One of my primary interests regarding government is how countries transition to democracy from another form of rule, and why some places seem to have more success with this than others. For countries formerly under the influence of the Soviet Union, some have seen democracy establish a strong foothold, whereas others face a constant struggle to fight off (figuratively, though sometimes literally) a return to autocracy.
In 2007, Bulgaria and Romania joined the European Union; at the time both held a degree of openness and fairness in government, but needed more progress (imperfect as the two countries were, the EU felt they’d have a better chance of making reforms stick inside the group than outside). Since then, the European Commission has regularly reported on corruption and the influence of organized crime in both countries. Earlier this month the Commission announced it would be extending its monitoring through 2013.
EC spokesman Mark Gray commented on the decision, “Progress has been made in both Bulgaria and Romania, but the [democratic] process is not yet sustainable and irreversible.”
Of the 2, things seems to going better in Bulgaria. Bulgarian Prime Minister Boiko Borissov pointed out that the EC praised his administration’s “strong political will for reform” for the third straight year. But he also noted, “we are aware that the new approach and the institutional changes within the judiciary are still not achieving the results that we all desire.” Ivanka Ivanova, director of the law program at the Open Society Institute in Sofia, concurs: “There has been some progress, but it’s not enough to meet the expectations of Bulgarian citizens and the European Commission.” Of particular concern is the large amount of influence exerted by organized crime groups in political and economic spheres.
The EC had harsher words for Romania, which two weeks ago saw its president impeached in what is largely seen as a politically motivated play by Prime Minister Victor Ponta to consolidate power and eliminate rivals (see my review of the situation here). “Party political strife cannot justify overriding core democratic principles,” said EC President Jose Manuel Barroso.
Going by Transparency International’s 2011 Corruption Perceptions Index, both Romania and Bulgaria are considered to have a high level of corruption. Bulgaria is the most corrupt of countries in the EU and Western Europe region; Romania is the third most corrupt in the region.

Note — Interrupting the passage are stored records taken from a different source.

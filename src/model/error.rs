//! Dataset loading error types.

use std::path::PathBuf;

/// Errors that can occur while loading the initial dataset.
#[derive(Debug, thiserror::Error)]
pub enum DatasetError {
    /// Failed to read the dataset file
    #[error("Failed to read dataset from {path}: {source}")]
    ReadFailed {
        path: PathBuf,
        source: std::io::Error,
    },

    /// Failed to parse the dataset file
    #[error("Failed to parse dataset: {0}")]
    ParseFailed(#[from] serde_json::Error),

    /// Loaded records break a data model invariant
    #[error("Dataset invariant violated: {0}")]
    Invariant(String),
}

How did things get so bad? How have neighboring former Soviet allies Poland and the Czech Republic advanced in their democratic transitions while Bulgaria and Romania stalled? Carnegie Europe’s Editor in Chief of Strategic Europe Judy Dempsey writes that Poland and the Czech Republic had two key advantages the others lacked: strong opposition movements, which germinated under communism, and commitment to revealing secret police files to the public, which helped encourage accountability and expose corruption. Monica Macovei, former Romanian justice minister, told Dempsey that opening secret files earlier could have helped confront corruption or dismantle entrenched communist networks.
What is unclear to me is how the EC is helping to improve the situation. The commission can admonish Bulgaria and Romania all it wants, but how will it help the countries improve their democratic standing going forward? Priority number one should be to establish specific, clearly understood standards for democratic operation. The EC should also recommend specific actions for Romania and Bulgaria to take to reach those standards. Every country has its own unique challenges, but at least some of what worked in Poland and Czech Republic should be transferable.
Clearly Bulgaria and Romania have more work to do in their democratic development. One certainty is that the more help and support they receive from the EU and others in this regard, the better chance of success they will have.